The results of the opinion poll on the work of the European federations were presented in Brussels earlier this week. Organized by EURACTIV, the target audience was the conglomerate of 3.000 associations present in the EU capital. It is the first quantitative and qualitative analysis of European lobbying activity since the beginning of the pandemic.
On average, 8 people work in each European office, which creates a market of approximately 25.000 experts who are focused on interacting with the European institutions, but also with the main EU capitals. Their objective is clear: access to decision-makers, impact on legislation and ongoing communication with the national organizations or corporations they represent in Brussels.
Of course, the pandemic crisis has severely affected the budgets of associations, two out of three organizations have lower incomes in the last 18 months. There is more and more talk, in this context, about the diversification of income sources. In addition to the traditional annual fee, elements are sought to monetize the scientific reports produced, training programs or even the organization of new, impactful events in various sectors such as energy, health or technology.

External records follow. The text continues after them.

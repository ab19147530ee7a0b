//! Test fixtures: throwaway Postgres databases and an in-memory [`noteful_storage::Store`].

mod error;
mod memory;

pub use error::{Error, Result};
pub use memory::MemoryStore;

use std::{env, future::Future, str::FromStr, thread};

use sqlx::{
	ConnectOptions, Connection,
	postgres::{PgConnectOptions, PgConnection},
};
use tokio::runtime::Builder;
use uuid::Uuid;

use noteful_storage::db::Db;

pub const DSN_ENV: &str = "NOTEFUL_PG_DSN";

/// Maintenance databases tried, in order, for `CREATE DATABASE` and `DROP DATABASE`.
const MAINTENANCE_DATABASES: [&str; 2] = ["postgres", "template1"];

/// A uniquely named database created for one test. It is dropped by [`TestDatabase::cleanup`],
/// or on drop if cleanup never ran.
pub struct TestDatabase {
	name: String,
	dsn: String,
	maintenance: PgConnectOptions,
	dropped: bool,
}
impl TestDatabase {
	pub async fn new(base_dsn: &str) -> Result<Self> {
		let base = PgConnectOptions::from_str(base_dsn)
			.map_err(|err| Error::Message(format!("{DSN_ENV} is not a valid DSN: {err}.")))?;
		let (maintenance, mut conn) = maintenance_connection(&base).await?;
		let name = format!("noteful_test_{}", Uuid::new_v4().simple());

		sqlx::query(&format!(r#"CREATE DATABASE "{name}""#))
			.execute(&mut conn)
			.await
			.map_err(|err| Error::Message(format!("Could not create {name}: {err}.")))?;

		conn.close().await?;

		let dsn = database_dsn(&base, &name);

		Ok(Self { name, dsn, maintenance, dropped: false })
	}

	pub fn dsn(&self) -> &str {
		&self.dsn
	}

	pub fn name(&self) -> &str {
		&self.name
	}

	pub fn postgres_config(&self, pool_max_conns: u32) -> noteful_config::Postgres {
		noteful_config::Postgres { dsn: self.dsn.clone(), pool_max_conns }
	}

	/// Connects a small pool to this database and bootstraps the schema.
	pub async fn open(&self) -> Result<Db> {
		let db = Db::connect(&self.postgres_config(2)).await?;

		db.ensure_schema().await?;

		Ok(db)
	}

	pub async fn cleanup(mut self) -> Result<()> {
		self.drop_now().await
	}

	async fn drop_now(&mut self) -> Result<()> {
		if !self.dropped {
			drop_database(&self.maintenance, &self.name).await?;

			self.dropped = true;
		}

		Ok(())
	}
}
impl Drop for TestDatabase {
	fn drop(&mut self) {
		if self.dropped {
			return;
		}

		let name = self.name.clone();
		let maintenance = self.maintenance.clone();
		let outcome = thread::spawn(move || {
			let runtime = Builder::new_current_thread()
				.enable_all()
				.build()
				.map_err(|err| Error::Message(format!("Cleanup runtime failed: {err}.")))?;

			runtime.block_on(drop_database(&maintenance, &name))
		})
		.join();

		match outcome {
			Ok(Ok(())) => {},
			Ok(Err(err)) => eprintln!("Test database cleanup failed: {err}"),
			Err(_) => eprintln!("Test database cleanup thread panicked."),
		}
	}
}

pub fn env_dsn() -> Option<String> {
	env::var(DSN_ENV).ok().filter(|dsn| !dsn.trim().is_empty())
}

/// Runs `f` against a fresh database and drops the database afterwards, whatever `f` returned.
pub async fn with_test_db<F, Fut, T>(base_dsn: &str, f: F) -> Result<T>
where
	F: FnOnce(&TestDatabase) -> Fut,
	Fut: Future<Output = Result<T>>,
{
	let mut db = TestDatabase::new(base_dsn).await?;
	let result = f(&db).await;
	let cleanup = db.drop_now().await;

	match (result, cleanup) {
		(Ok(value), Ok(())) => Ok(value),
		(Ok(_), Err(err)) => Err(err),
		(Err(err), cleanup) => {
			if let Err(cleanup_err) = cleanup {
				eprintln!("Test database cleanup failed: {cleanup_err}");
			}

			Err(err)
		},
	}
}

/// The DSN of `base` retargeted at database `name`.
fn database_dsn(base: &PgConnectOptions, name: &str) -> String {
	base.clone().database(name).to_url_lossy().to_string()
}

async fn maintenance_connection(
	base: &PgConnectOptions,
) -> Result<(PgConnectOptions, PgConnection)> {
	let mut errors = Vec::new();

	for database in MAINTENANCE_DATABASES {
		let options = base.clone().database(database);

		match PgConnection::connect_with(&options).await {
			Ok(conn) => return Ok((options, conn)),
			Err(err) => errors.push(format!("{database}: {err}")),
		}
	}

	Err(Error::Message(format!("No maintenance database reachable ({}).", errors.join("; "))))
}

async fn drop_database(maintenance: &PgConnectOptions, name: &str) -> Result<()> {
	let mut conn = PgConnection::connect_with(maintenance).await?;

	// `WITH (FORCE)` terminates sessions still attached to the database (Postgres 13+).
	sqlx::query(&format!(r#"DROP DATABASE IF EXISTS "{name}" WITH (FORCE)"#))
		.execute(&mut conn)
		.await
		.map_err(|err| Error::Message(format!("Could not drop {name}: {err}.")))?;

	conn.close().await?;

	Ok(())
}
use std::sync::Arc;

use noteful_storage::Store;

use crate::{
	Error, NameRequest, Result,
	validate::{parse_id, required_text},
	views::FolderView,
};

const DUPLICATE_FOLDER: &str = "The folder name already exists";

pub struct FolderService {
	store: Arc<dyn Store>,
}
impl FolderService {
	pub fn new(store: Arc<dyn Store>) -> Self {
		Self { store }
	}

	pub async fn list(&self) -> Result<Vec<FolderView>> {
		let folders = self.store.list_folders().await?;

		Ok(folders.into_iter().map(FolderView::from).collect())
	}

	pub async fn get(&self, id: &str) -> Result<FolderView> {
		let id = parse_id(id)?;
		let folder = self.store.find_folder(id).await?.ok_or_else(Error::not_found)?;

		Ok(folder.into())
	}

	pub async fn create(&self, req: NameRequest) -> Result<FolderView> {
		let name = required_text(req.name.as_deref(), "name")?;
		let folder = self.store.insert_folder(&name).await.map_err(|err| {
			let err = Error::from_write(err, DUPLICATE_FOLDER);

			if matches!(err, Error::DuplicateName { .. }) {
				tracing::warn!(name = %name, "Rejected duplicate folder name.");
			}

			err
		})?;

		tracing::info!(folder_id = %folder.id, "Folder created.");

		Ok(folder.into())
	}

	pub async fn update(&self, id: &str, req: NameRequest) -> Result<FolderView> {
		let id = parse_id(id)?;
		let name = required_text(req.name.as_deref(), "name")?;
		let folder = self
			.store
			.rename_folder(id, &name)
			.await
			.map_err(|err| Error::from_write(err, DUPLICATE_FOLDER))?
			.ok_or_else(Error::not_found)?;

		tracing::info!(folder_id = %folder.id, "Folder renamed.");

		Ok(folder.into())
	}

	/// Removes the folder after clearing it from every note that referenced it. Unknown ids
	/// succeed.
	pub async fn delete(&self, id: &str) -> Result<()> {
		let id = parse_id(id)?;
		let report = self.store.delete_folder(id).await?;

		tracing::info!(
			folder_id = %id,
			removed = report.removed,
			notes_updated = report.notes_updated,
			"Folder deleted."
		);

		Ok(())
	}
}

There is no 4th pandemic wave in Brussels and this is mainly due to the herd vaccination rate in Belgium of over 70%. The "new normal" suggests an office presence of 2-3 days a week, and the idea of working from home has caught on and will remain. Some organizations are looking for long-term solutions, with an organization leader stating that employee contracts now provide opportunities to work 12 days a month from home and 3 months a year to work online in another country. Of course, it is important to follow the law of the country of residence. In Belgium, for example, the legal framework with an impact on taxes changes if you carry out activities in another country for more than 3 months a year. It is a topic to follow in the coming years.
Returning to the European associations, they have practically two speeds in terms of strategic communication. There is a planning that anticipates a horizon of 6 months, but also a flexibility of reaction adapted to political changes.
Forms of interaction have been central to the debates. If we refer to internal communication, webinars will continue to be the preferred channel, but with a development towards hybrid solutions. However, special attention must be paid to the possible discrimination of people present online from those who are physically present at the meeting. Virtual conferences are gradually being replaced by combined ones (physical and online), but the budgets of these events may change the approach, depending on the financial strength of the organization.